PMID: 24559102 [PubMed – indexed for MEDLINE]
PMCID: PMC3985961 [Available on 2015/2/21]

Marc Andreesen on EconTalk

If you have any interest in technology and the internet then you should definitely listen to this EconTalk podcast with Marc Andreesen, who wrote the first web browser Mosaic that led to the explosive growth of the internet. He has plenty of insightful things to say.  I remember first seeing Mosaic in 1994 as a postdoc in Boulder, Colorado. There I was, doing research that involved programming in C and C++. I was not really happy with what I was doing. I was having a hard time finding the next job. I was one of the first to play around with HTML, and it never occurred to me once that I could pack my bags, move to Silicon Valley, and try to get involved in the burgeoning tech revolution. It just makes me wonder what other obvious things I’m missing right now.

Addendum, 2014-6-5:  Actually, it may have been 1993 that I first saw Mosaic.

Integrated Information Theory

Neuroscientist Giulio Tononi has proposed that consciousness is integrated information and can be measured by a quantity called \phi, which is a measure of the amount of information that involves the entire system as a whole. I have never really found this theory to be entirely compelling. While I think that consciousness probably does require some amount of integrated information, I am skeptical that it is the only relevant measure. See here and here for some of my previous thoughts on the topic. One of the reasons that Tononi has proposed a single measure is because it is a way to sidestep what is known as “the hard problem of consciousness”. Instead of trying to explain how a collection of neurons would be endowed with a sense of self-awareness, he posits that consciousness is a property of information and the more \phi one has, the more conscious you become. So in this theory, rocks are not conscious but thermostats are minimally conscious.

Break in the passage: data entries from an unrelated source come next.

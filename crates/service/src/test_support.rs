#![cfg(test)]
use sea_orm::DatabaseConnection;
use migration::MigratorTrait;
use models::db::connect_with_config;

/// Fresh migrated in-memory database; each test gets its own.
pub async fn get_db() -> Result<DatabaseConnection, anyhow::Error> {
    let cfg = configs::DatabaseConfig::in_memory_sqlite();
    let db = connect_with_config(&cfg).await?;
    migration::Migrator::up(&db, None).await?;
    Ok(db)
}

Theoretical computer scientist Scott Aaronson has now weighed in on the topic (see here and here). In his inimitable style, Aaronson shows essentially that a large grid of XOR gates could have arbitrarily large \phi and hence be even more conscious than you or me.  He finds this to be highly implausible. Tononi then produced a 14 page response where he essentially doubles down on IIT and claims that indeed a planar array of XOR gates is conscious and we should not be surprised it is so. Aaronson also proposes that we try to solve the “pretty hard problem of consciousness”, which is to come up with a theory or means for deciding when something has consciousness. To me, the fact that we can’t come up with an empirical way to tell whether something is conscious is the best argument for dualism we have. It may even be plausible that the PHPC is undecidable in that solving it would entail the solution of the halting problem. I agree with philosopher David Chalmers (see here) that there are only two possible consistent theories of consciousness. The first is that it is an emergent property of the brain but it has no “causal influence” on events. In other words, consciousness is an epiphenomenon that just allows “us” to be an audience for the dynamical evolution of the universe. The second is that we live in a dualistic world of mind and matter. It is definitely worth reading the posts and the comments, where Chalmers chimes in.